Intranasal immunization with AdC68-S provides complete protection against lethal MERS-CoV challenge in human DPP4 knock-in mice. (A) Timeline for immunization, challenge and evaluation of protective efficacy. Human DPP4 knock-in (KI) mice were immunized with either 2 × 10⁹ vp AdC68-S or empty AdC68 via i.n. route. Ten weeks later, the same set of animals were challenged intranasally with 2000 PFU of mouse-adapted MERS-CoV strain MERS-CoV-MA and monitored daily for (B) survival and (C) weight loss. On day-4 post-infection, lung virus titres (D) were examined. Data are shown as mean ± SEM. p-values were analysed with Student’s t-test (****P < 0.0001). The dashed line in (D) indicates the limit of detection.

Figure 4.

Protective efficacy of passive immunization with AdC68-S immune sera. (A) Timeline of immunization, serum transfer, challenge, and monitoring for various biological and clinical outcomes. BALB/c and human DPP4 KI mice were immunized with either 2 × 10⁹ vp AdC68-S or empty vector AdC68 via i.n. route. 175 µl of immune sera collected from these BALB/c and hDPP4-KI mice were transferred to hDPP4-KI mice via intraperitoneal route one day before lethal 2000 PFU MERS-CoV-MA infection. (B) Neutralizing activity of immune sera from immunized BALB/c (B) and hDPP4-KI (F) mice. (C-E) Survival (C), weight loss (D) and lung viral titres (E) in hDPP4-KI mice receiving sera from immunized BALB/c mice. (G-I) Survival (G), weight loss (H) and lung viral titres (I) in hDPP4-KI mice receiving sera from immunized hDPP4-KI mice.

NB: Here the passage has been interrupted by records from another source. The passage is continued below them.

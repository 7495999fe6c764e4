//! CLI module for socketauth

pub mod args;
pub mod commands;
pub mod exit_code;

use clap::{Parser, Subcommand};
use std::path::PathBuf;

use args::{CompletionArgs, ConfigArgs, RunArgs, ServeArgs, VersionArgs};

/// Use a remote SSH agent over HTTP, one repository at a time
#[derive(Parser, Debug)]
#[command(name = "socketauth")]
#[command(author, version, about, long_about = None)]
#[command(propagate_version = true)]
pub struct Cli {
    /// Configuration file path
    #[arg(long, global = true, env = "SOCKETAUTH_CONFIG")]
    pub config: Option<PathBuf>,

    /// Enable verbose output
    #[arg(short, long, global = true, conflicts_with = "quiet")]
    pub verbose: bool,

    /// Only print warnings and errors
    #[arg(short, long, global = true, conflicts_with = "verbose")]
    pub quiet: bool,

    #[command(subcommand)]
    pub command: Commands,
}

/// Available commands
#[derive(Subcommand, Debug)]
pub enum Commands {
    /// Run a command with SSH_AUTH_SOCK tunneled to a gateway
    Run(RunArgs),

    /// Serve the local SSH agent to authenticated tunnel clients
    Serve(ServeArgs),

    /// Show or validate configuration
    Config(ConfigArgs),

    /// Show version information
    Version(VersionArgs),

    /// Generate shell completions
    Completion(CompletionArgs),
}
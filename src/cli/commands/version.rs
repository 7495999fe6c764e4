//! Version command - show version information

use crate::cli::args::VersionArgs;

pub fn execute(args: VersionArgs) {
    print_version(args.detailed);
}

/// Print the name and version, plus build details when `detailed`
pub fn print_version(detailed: bool) {
    println!("{} {}", crate::NAME, crate::VERSION);

    if detailed {
        println!();
        println!("Build info:");
        println!("  Target:     {}", env!("SOCKETAUTH_BUILD_TARGET"));
        println!("  Profile:    {}", env!("SOCKETAUTH_BUILD_PROFILE"));
        println!("  Rust:       {}", env!("SOCKETAUTH_RUSTC_VERSION"));
        if let Ok(exe) = std::env::current_exe() {
            println!("  Executable: {}", exe.display());
        }
        println!();
        println!("Protocol:");
        println!("  Header:     {}", crate::tunnel::COMMAND_HEADER);
        println!("  Path:       {}", crate::gateway::DEFAULT_PATH);
    }
}
//! Configuration for both ends of the tunnel
//!
//! One TOML file can carry a `[client]` section (used by `socketauth run`)
//! and a `[server]` section (used by `socketauth serve`). String values go
//! through environment variable and tilde expansion when the section is
//! used, so a client never needs the server's variables and vice versa.

mod file;

use serde::{Deserialize, Serialize};
use std::collections::HashMap;
use std::path::PathBuf;
use std::time::Duration;

pub use file::{ConfigFile, ConfigPath, config_search_paths, find_config_file, load_config};

/// Main configuration structure
#[derive(Debug, Clone, Default, Serialize, Deserialize)]
#[serde(deny_unknown_fields)]
pub struct Config {
    #[serde(default)]
    pub client: ClientConfig,

    #[serde(default)]
    pub server: ServerConfig,
}

/// Settings for `socketauth run`
#[derive(Debug, Clone, Serialize, Deserialize)]
#[serde(deny_unknown_fields)]
pub struct ClientConfig {
    /// Gateway endpoint, e.g. `https://gw.example.com/ssh-agent`
    #[serde(default)]
    pub url: Option<String>,

    #[serde(default)]
    pub username: Option<String>,

    /// Supports expansion, e.g. `$SOCKETAUTH_PASSWORD`
    #[serde(default)]
    pub password: Option<String>,

    /// Format: "60s", "2m", etc.
    #[serde(default = "default_client_timeout")]
    pub timeout: String,

    /// Largest gateway response accepted, in bytes
    #[serde(default = "default_max_response_size")]
    pub max_response_size: usize,

    /// Where per-process socket directories are created (default: temp dir)
    #[serde(default)]
    pub socket_dir: Option<String>,
}

/// Settings for `socketauth serve`
#[derive(Debug, Clone, Serialize, Deserialize)]
#[serde(deny_unknown_fields)]
pub struct ServerConfig {
    /// Address to listen on
    #[serde(default = "default_listen")]
    pub listen: String,

    /// HTTP path of the tunnel endpoint
    #[serde(default = "default_path")]
    pub path: String,

    /// Path to the backend SSH agent socket
    #[serde(default = "default_upstream")]
    pub upstream: String,

    /// Largest request body accepted, in bytes
    #[serde(default = "default_max_body_size")]
    pub max_body_size: usize,

    /// JSONL audit log
    #[serde(default)]
    pub log_path: Option<String>,

    /// Basic-Auth users: username = password
    #[serde(default)]
    pub credentials: HashMap<String, String>,
}

impl Default for ClientConfig {
    fn default() -> Self {
        Self {
            url: None,
            username: None,
            password: None,
            timeout: default_client_timeout(),
            max_response_size: default_max_response_size(),
            socket_dir: None,
        }
    }
}

impl Default for ServerConfig {
    fn default() -> Self {
        Self {
            listen: default_listen(),
            path: default_path(),
            upstream: default_upstream(),
            max_body_size: default_max_body_size(),
            log_path: None,
            credentials: HashMap::new(),
        }
    }
}

fn default_client_timeout() -> String {
    "60s".to_string()
}

fn default_max_response_size() -> usize {
    crate::tunnel::DEFAULT_MAX_RESPONSE_SIZE
}

fn default_listen() -> String {
    "127.0.0.1:3000".to_string()
}

fn default_path() -> String {
    crate::gateway::DEFAULT_PATH.to_string()
}

fn default_upstream() -> String {
    "$SSH_AUTH_SOCK".to_string()
}

fn default_max_body_size() -> usize {
    crate::gateway::DEFAULT_MAX_BODY_SIZE
}

impl ClientConfig {
    /// Expand variables and parse the timeout
    pub fn expand(&self) -> crate::Result<ExpandedClientConfig> {
        let expand_opt = |v: &Option<String>| v.as_deref().map(expand_path).transpose();
        Ok(ExpandedClientConfig {
            url: expand_opt(&self.url)?,
            username: expand_opt(&self.username)?,
            password: expand_opt(&self.password)?,
            timeout: parse_duration(&self.timeout)?,
            max_response_size: self.max_response_size,
            socket_dir: expand_opt(&self.socket_dir)?.map(PathBuf::from),
        })
    }
}

impl ServerConfig {
    /// Expand variables in paths and credential values
    pub fn expand(&self) -> crate::Result<ExpandedServerConfig> {
        let mut credentials = HashMap::new();
        for (user, password) in &self.credentials {
            credentials.insert(user.clone(), expand_path(password)?);
        }

        Ok(ExpandedServerConfig {
            listen: self.listen.clone(),
            path: self.path.clone(),
            upstream: PathBuf::from(expand_path(&self.upstream)?),
            max_body_size: self.max_body_size,
            log_path: self
                .log_path
                .as_deref()
                .map(expand_path)
                .transpose()?
                .map(PathBuf::from),
            credentials,
        })
    }
}

/// Client settings ready to use
#[derive(Clone)]
pub struct ExpandedClientConfig {
    pub url: Option<String>,
    pub username: Option<String>,
    pub password: Option<String>,
    pub timeout: Duration,
    pub max_response_size: usize,
    pub socket_dir: Option<PathBuf>,
}

impl std::fmt::Debug for ExpandedClientConfig {
    fn fmt(&self, f: &mut std::fmt::Formatter<'_>) -> std::fmt::Result {
        f.debug_struct("ExpandedClientConfig")
            .field("url", &self.url)
            .field("username", &self.username)
            .field("password", &self.password.as_ref().map(|_| "<redacted>"))
            .field("timeout", &self.timeout)
            .field("max_response_size", &self.max_response_size)
            .field("socket_dir", &self.socket_dir)
            .finish()
    }
}

/// Server settings ready to use
#[derive(Debug, Clone)]
pub struct ExpandedServerConfig {
    pub listen: String,
    pub path: String,
    pub upstream: PathBuf,
    pub max_body_size: usize,
    pub log_path: Option<PathBuf>,
    pub credentials: HashMap<String, String>,
}

/// Expand environment variables and tilde in a string
pub fn expand_path(path: &str) -> crate::Result<String> {
    shellexpand::full(path)
        .map(|s| s.into_owned())
        .map_err(|e| crate::Error::Config(format!("Failed to expand '{}': {}", path, e)))
}

/// Parse a duration string like "1h", "30m", "10s", "1d"
pub fn parse_duration(s: &str) -> crate::Result<Duration> {
    let s = s.trim();
    if s.is_empty() {
        return Err(crate::Error::Config("Empty duration string".to_string()));
    }

    let (num_str, unit) = s
        .char_indices()
        .find(|(_, c)| c.is_alphabetic())
        .map(|(i, _)| (&s[..i], &s[i..]))
        .unwrap_or((s, "s"));

    let num: u64 = num_str.trim().parse().map_err(|e| {
        crate::Error::Config(format!("Invalid duration number '{}': {}", num_str, e))
    })?;

    let seconds = match unit.to_lowercase().as_str() {
        "s" | "sec" | "secs" | "second" | "seconds" => num,
        "m" | "min" | "mins" | "minute" | "minutes" => num * 60,
        "h" | "hr" | "hrs" | "hour" | "hours" => num * 60 * 60,
        "d" | "day" | "days" => num * 60 * 60 * 24,
        _ => {
            return Err(crate::Error::Config(format!(
                "Unknown duration unit '{}' in '{}'",
                unit, s
            )));
        }
    };

    Ok(Duration::from_secs(seconds))
}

Data are mean ± SEM. p-values were analysed with Student’s t-test (**P < 0.01; ****P < 0.0001). The dashed line in (E) (I) indicates the limit of detection.

Figure 5.

Characterization of AdC68-S-elicited monoclonal antibodies. (A) Summary of isolated 14 mouse mAbs on their family designations and degree of similarity compared to their germline sequences, together with their sequences of complementarity-determining region 3 (CDR3) for both VH and VL. (B) Unrooted neighbor-joining tree depicting the relationship of isolated mAbs, left panel for the heavy chain and right panel for the light chain variable region. The branch length is drawn to scale so that the relatedness between different amino acid sequences can be readily assessed. Individual sequences are named at the tip of the branches. Binding (C) and neutralizing (D) activities of 14 mAbs measured by ELISA and pseudovirus bearing naturally occurring MERS-CoV mutant strains. (E) Epitope specificity analysed by competitive ELISA. HIV-1-specific mAb 17b was used as a negative control whereas previously isolated MERS-CoV-specific human mAb MERS-4, MERS-27 and MERS-GD27 as positive controls. Data are presented as mean ± SEM. The four antibodies with potent neutralizing activities are colored in light orange in (A) and (B).